On a Brief Introduction to Modern Arabic Literature

Tresilian, David. A Brief Introduction to Modern Arabic Literature. London: Saqi Books, 2008. pp. 184. eBook. $8.98.

This is a strong introduction to modern Arabic prose, though it may be too brief. Poetry and drama appear, but usually only for a few paragraphs in a given chapter; the bulk of the book is on novels written in Arabic, with some attention to short stories.

The chapters are sensibly arranged: Arabic-language publishing and the state of the field, including the state of translation; the emergence of “modernity” in the Arab world and the arrival of modern literature, especially after the Nahda; the development of the Arabic novel; Palestinian literature; disillusionment; and contemporary writing.

Egypt is by far the most referenced country — Tresilian keeps returning to the line “Cairo writes, Beirut publishes, and Baghdad reads.” Palestine is second, which I was glad to see. The chapter on Palestinian literature was especially illuminating; the country has punched far above its weight in literary output, much more than, say, Jordan or the Arabian Peninsula.

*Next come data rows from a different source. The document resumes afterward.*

use std::path::Path;
use std::sync::Arc;

use reportlink_core::{
    BoxError, ConnectionSpec, Diagnostics, MYSQL_DRIVER_LEGACY, ProvisionError, Vendor,
};
use reportlink_driver::api::{Connection, Credentials, Driver};
use reportlink_driver::{
    ConnectionFactory, DriverSearchPath, PACKAGE_EXTENSION, Provisioner, scan,
};

// ---------------------------------------------------------------------------
// Helpers
// ---------------------------------------------------------------------------

struct StubDriver {
    identifier: &'static str,
    url_prefix: &'static str,
}

impl Driver for StubDriver {
    fn identifier(&self) -> &str {
        self.identifier
    }

    fn accepts_url(&self, url: &str) -> bool {
        url.starts_with(self.url_prefix)
    }

    fn connect(
        &self,
        url: &str,
        _credentials: &Credentials,
    ) -> Result<Box<dyn Connection>, BoxError> {
        Ok(Box::new(StubConnection { url: url.into() }))
    }
}

struct StubConnection {
    url: String,
}

impl Connection for StubConnection {
    fn url(&self) -> &str {
        &self.url
    }

    fn close(self: Box<Self>) -> Result<(), BoxError> {
        Ok(())
    }
}

fn stub_driver(identifier: &'static str, url_prefix: &'static str) -> Arc<dyn Driver> {
    Arc::new(StubDriver {
        identifier,
        url_prefix,
    })
}

fn touch(dir: &Path, name: &str) {
    std::fs::write(dir.join(name), b"stub").unwrap();
}

// ---------------------------------------------------------------------------
// Directory resolution
// ---------------------------------------------------------------------------

#[test]
fn test_override_must_exist() {
    let mut diag = Diagnostics::quiet();
    let err = DriverSearchPath::with_override("/nonexistent/drivers")
        .resolve_from(Path::new("/tmp"), None, &mut diag)
        .unwrap_err();
    assert!(matches!(err, ProvisionError::DirectoryNotFound { .. }));
}

#[test]
fn test_each_default_candidate_position_can_win() {
    // Candidate 1: <cwd>/drivers
    let root = tempfile::tempdir().unwrap();
    let cwd = root.path().join("a/b");
    std::fs::create_dir_all(cwd.join("drivers")).unwrap();
    let mut diag = Diagnostics::quiet();
    let resolved = DriverSearchPath::new()
        .resolve_from(&cwd, None, &mut diag)
        .unwrap();
    assert_eq!(resolved, cwd.join("drivers"));

    // Candidate 2: <cwd parent>/drivers
    let root = tempfile::tempdir().unwrap();
    let cwd = root.path().join("work");
    std::fs::create_dir_all(&cwd).unwrap();
    std::fs::create_dir_all(root.path().join("drivers")).unwrap();
    let resolved = DriverSearchPath::new()
        .resolve_from(&cwd, None, &mut diag)
        .unwrap();
    assert_eq!(resolved, root.path().join("drivers"));

    // Candidate 3: sibling of the executable's bin directory
    let root = tempfile::tempdir().unwrap();
    let cwd = root.path().join("elsewhere");
    std::fs::create_dir_all(&cwd).unwrap();
    let install = root.path().join("install");
    std::fs::create_dir_all(install.join("bin")).unwrap();
    std::fs::create_dir_all(install.join("drivers")).unwrap();
    let exe = install.join("bin/reportlink");
    let resolved = DriverSearchPath::new()
        .resolve_from(&cwd, Some(&exe), &mut diag)
        .unwrap();
    assert_eq!(resolved, install.join("drivers"));
}

// ---------------------------------------------------------------------------
// Discovery
// ---------------------------------------------------------------------------

#[test]
fn test_discovery_tags_and_loadability() {
    let dir = tempfile::tempdir().unwrap();
    touch(dir.path(), &format!("mysql-connector-8.{PACKAGE_EXTENSION}"));
    touch(dir.path(), "notes.txt");
    touch(dir.path(), &format!("postgresql-42.{PACKAGE_EXTENSION}"));

    let mut diag = Diagnostics::quiet();
    let modules = scan::scan(dir.path(), &mut diag).unwrap();

    let tags: Vec<&str> = modules.iter().map(|m| m.vendor_tag()).collect();
    assert_eq!(tags, vec!["mysql", "unknown", "postgres"]);
    assert!(
        modules
            .iter()
            .filter(|m| m.loadable)
            .all(|m| m.file_name != "notes.txt")
    );
}

#[test]
fn test_repeated_resolution_and_scan_are_idempotent() {
    let dir = tempfile::tempdir().unwrap();
    touch(dir.path(), &format!("oracle-21c.{PACKAGE_EXTENSION}"));

    let mut provisioner = Provisioner::with_override(dir.path());
    let mut diag = Diagnostics::quiet();

    let first_dir = provisioner.resolve_dir(&mut diag).unwrap();
    let first_scan = provisioner.scan(&mut diag).unwrap();
    let second_dir = provisioner.resolve_dir(&mut diag).unwrap();
    let second_scan = provisioner.scan(&mut diag).unwrap();

    assert_eq!(first_dir, second_dir);
    assert_eq!(first_scan.len(), second_scan.len());
    for (a, b) in first_scan.iter().zip(&second_scan) {
        assert_eq!(a.file_name, b.file_name);
        assert_eq!(a.vendor, b.vendor);
    }

    // Loader state is untouched by resolution and scanning alone.
    assert!(provisioner.context().registered_identifiers().is_empty());
}

// ---------------------------------------------------------------------------
// End-to-end provisioning and connection
// ---------------------------------------------------------------------------

#[test]
fn test_full_pipeline_with_registered_driver() {
    let dir = tempfile::tempdir().unwrap();
    // A garbage package alongside: loading it fails, the run continues.
    touch(dir.path(), &format!("postgresql-42.{PACKAGE_EXTENSION}"));

    let (mut diag, buffer) = Diagnostics::capture(true);
    let mut provisioner = Provisioner::with_override(dir.path());
    provisioner
        .initialize(Some(Vendor::Postgres), &mut diag)
        .unwrap();
    provisioner.register_driver(stub_driver("org.postgresql.Driver", "postgresql://"));

    let mut spec = ConnectionSpec::new(Vendor::Postgres);
    spec.host = "db.internal".into();
    spec.dbname = Some("reports".into());
    spec.user = "reports".into();
    spec.password = "secret".into();

    let factory = ConnectionFactory::new(&provisioner);
    let conn = factory.connect(&spec, &mut diag).unwrap();
    assert_eq!(conn.url(), "postgresql://db.internal:5432/reports");
    conn.close().unwrap();

    let output = buffer.contents();
    assert!(output.contains("Found postgres driver package: postgresql-42"));
    assert!(output.contains("Successfully resolved driver: org.postgresql.Driver"));
}

#[test]
fn test_mysql_chain_connects_via_legacy_only() {
    let dir = tempfile::tempdir().unwrap();
    let mut provisioner = Provisioner::with_override(dir.path());
    let mut diag = Diagnostics::quiet();
    provisioner.initialize(Some(Vendor::MySql), &mut diag).unwrap();
    provisioner.register_driver(stub_driver(MYSQL_DRIVER_LEGACY, "mysql://"));

    let mut spec = ConnectionSpec::new(Vendor::MySql);
    spec.host = "db1".into();
    spec.dbname = Some("reports".into());

    let (mut diag, buffer) = Diagnostics::capture(true);
    let factory = ConnectionFactory::new(&provisioner);
    let conn = factory.connect(&spec, &mut diag).unwrap();
    assert_eq!(
        conn.url(),
        "mysql://db1:3306/reports?useSSL=false&allowPublicKeyRetrieval=true"
    );
    conn.close().unwrap();

    // The modern identifier is never attempted once legacy resolves.
    assert!(!buffer.contents().contains("com.mysql.cj.jdbc.Driver"));
}

#[test]
fn test_missing_vendor_package_warns_but_still_connects() {
    let dir = tempfile::tempdir().unwrap();

    let (mut diag, buffer) = Diagnostics::capture(true);
    let mut provisioner = Provisioner::with_override(dir.path());
    provisioner
        .initialize(Some(Vendor::Oracle), &mut diag)
        .unwrap();
    provisioner.register_driver(stub_driver("oracle.jdbc.driver.OracleDriver", "oracle:"));

    let mut spec = ConnectionSpec::new(Vendor::Oracle);
    spec.host = "ora1".into();
    spec.sid = Some("XE".into());

    let factory = ConnectionFactory::new(&provisioner);
    let conn = factory.connect(&spec, &mut diag).unwrap();
    assert_eq!(conn.url(), "oracle:thin:@ora1:1521:XE");
    conn.close().unwrap();

    assert!(buffer.contents().contains("WARNING: no oracle driver package"));
}
//! Driver provisioning orchestration.
//!
//! A [`Provisioner`] owns one invocation's loader state: the search path,
//! the host capability probe, and the loader-context stack. It walks the
//! pipeline end to end (resolve the driver directory, scan it, extend the
//! running process's resolution ability) and hands the resulting context
//! to connection negotiation.
//!
//! Context mutation is one-way: contexts installed during a run are never
//! reverted, so a second `extend` against a different directory layers on
//! top of whatever an earlier attempt registered. Concurrent use of one
//! provisioner is unsupported; callers must serialize access externally.

use std::path::PathBuf;
use std::sync::Arc;

use reportlink_core::{Diagnostics, ProvisionError, Result, Vendor};

use crate::api::Driver;
use crate::context::LoaderContext;
use crate::scan::{self, CandidateModule};
use crate::search::DriverSearchPath;
use crate::strategy::HostCapabilities;

/// Owns the loader state for one provisioning run.
///
/// # Examples
///
/// ```no_run
/// use reportlink_driver::Provisioner;
/// use reportlink_core::{Diagnostics, Vendor};
///
/// let mut diag = Diagnostics::stderr(true);
/// let mut provisioner = Provisioner::new();
/// provisioner.initialize(Some(Vendor::Postgres), &mut diag).unwrap();
/// ```
pub struct Provisioner {
    search: DriverSearchPath,
    capabilities: HostCapabilities,
    root: Arc<LoaderContext>,
    current: Arc<LoaderContext>,
    resolved_dir: Option<PathBuf>,
}

impl Provisioner {
    /// Provisioner with the default search path and a fresh context.
    pub fn new() -> Self {
        Self::with_search(DriverSearchPath::new())
    }

    /// Provisioner with an explicit driver-directory override.
    pub fn with_override(dir: impl Into<PathBuf>) -> Self {
        Self::with_search(DriverSearchPath::with_override(dir))
    }

    /// Provisioner over an arbitrary search path.
    pub fn with_search(search: DriverSearchPath) -> Self {
        let root = LoaderContext::root();
        Self {
            search,
            capabilities: HostCapabilities::probe(),
            current: Arc::clone(&root),
            root,
            resolved_dir: None,
        }
    }

    /// The context subsequent driver resolution should use.
    pub fn context(&self) -> &Arc<LoaderContext> {
        &self.current
    }

    /// The configured search path.
    pub fn search(&self) -> &DriverSearchPath {
        &self.search
    }

    /// The directory resolved by the last [`resolve_dir`](Self::resolve_dir)
    /// call, if any.
    pub fn resolved_dir(&self) -> Option<&PathBuf> {
        self.resolved_dir.as_ref()
    }

    /// Registers a driver directly into the root context, bypassing
    /// package loading. This is how embedders wire in statically linked
    /// drivers, and how tests install fakes.
    pub fn register_driver(&self, driver: Arc<dyn Driver>) {
        self.root.register(driver);
    }

    /// Resolves the driver directory and remembers it for the direct
    /// connection path. The search itself re-reads the filesystem on
    /// every call.
    ///
    /// # Errors
    ///
    /// Returns [`ProvisionError::DirectoryNotFound`] when no directory can
    /// be located.
    pub fn resolve_dir(&mut self, diag: &mut Diagnostics) -> Result<PathBuf> {
        let dir = self.search.resolve(diag)?;
        self.resolved_dir = Some(dir.clone());
        Ok(dir)
    }

    /// Scans the resolved driver directory, resolving it first if needed.
    pub fn scan(&mut self, diag: &mut Diagnostics) -> Result<Vec<CandidateModule>> {
        let dir = match &self.resolved_dir {
            Some(dir) => dir.clone(),
            None => self.resolve_dir(diag)?,
        };
        scan::scan(&dir, diag)
    }

    /// Makes the loadable modules resolvable, trying each available
    /// strategy in probed order until one succeeds. The winning strategy's
    /// context becomes the current context.
    ///
    /// # Errors
    ///
    /// Returns the last [`ProvisionError::LoadStrategy`] once every
    /// strategy has failed.
    pub fn extend(
        &mut self,
        modules: &[CandidateModule],
        diag: &mut Diagnostics,
    ) -> Result<()> {
        let loadable: Vec<CandidateModule> = modules
            .iter()
            .filter(|m| m.loadable)
            .cloned()
            .collect();
        if loadable.is_empty() {
            diag.step("No loadable driver packages found");
            return Ok(());
        }

        let mut last_err = None;
        for strategy in self.capabilities.strategies() {
            diag.step(format!("Extending loader via {} strategy", strategy.name()));
            match strategy.extend(&self.current, &loadable, diag) {
                Ok(ctx) => {
                    self.current = ctx;
                    diag.step(format!(
                        "Loader extended via {} strategy",
                        strategy.name()
                    ));
                    return Ok(());
                }
                Err(err) => {
                    tracing::warn!(strategy = strategy.name(), error = %err, "Load strategy failed");
                    diag.step(format!(
                        "Strategy {} failed: {err}; trying next strategy",
                        strategy.name()
                    ));
                    last_err = Some(err);
                }
            }
        }

        Err(last_err.unwrap_or(ProvisionError::LoadStrategy {
            strategy: "none",
            message: "no load strategy available on this host".into(),
        }))
    }

    /// Full provisioning pass: resolve the directory, scan it, warn when
    /// `required`'s package is absent, and extend the loader.
    ///
    /// # Errors
    ///
    /// Propagates [`ProvisionError::DirectoryNotFound`], scan I/O
    /// failures, and exhausted-strategy failures. A missing vendor package
    /// is a warning, never an error.
    pub fn initialize(
        &mut self,
        required: Option<Vendor>,
        diag: &mut Diagnostics,
    ) -> Result<()> {
        let dir = self.resolve_dir(diag)?;
        let modules = self.scan(diag)?;
        if let Some(vendor) = required {
            scan::warn_missing_vendor(&modules, vendor, &dir, diag);
        }
        self.extend(&modules, diag)
    }
}

impl Default for Provisioner {
    fn default() -> Self {
        Self::new()
    }
}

The discussion of Arabic literature in translation is the part that stayed with me. In any bookshop it’s obvious how much Arabic literature gets published and how little of it reaches English, let alone other European languages — a shame, because it’s very good. Tresilian names a few reasons: few works are approachable for readers unfamiliar with Arab culture, and the Anglophone reading public simply has different tastes. Arabic literature still leans toward hard realism — Eliot’s Middlemarch is perhaps the closest analogue — but even that misses it, because today’s authors are far more than an “Arab Dickens” or “Arab Flaubert.” Anglophone readers tend to want pulp: romance, speculative fiction (fantasy especially is having its moment), the “Instagrammable.” Arabic literature usually sits a long way from that.

And when Arab writers write in Arabic, they write for their own audience. Anglophone publics will read the work in translation, but it so often has to fit orientalist expectations to get there. That’s why Arabic women’s writing in particular draws attention: it can be made to fit the story of the oppressive Arab man against the liberated Arab woman. Patriarchy is real and can be acutely oppressive, but it isn’t the whole story, and these framings flatten both men and women into something that doesn’t match reality.

It’s a real shame, a kind of poverty, that Arabic literature isn’t read more widely in the West. It is powerful and, more often than not, speaks to universal concerns; it is also frequently — though not always — politically engaged. It just happens that its political engagement isn’t the kind Western readers expect. Tresilian distills all of this in a very short book, and it’s well worth the time of anyone curious.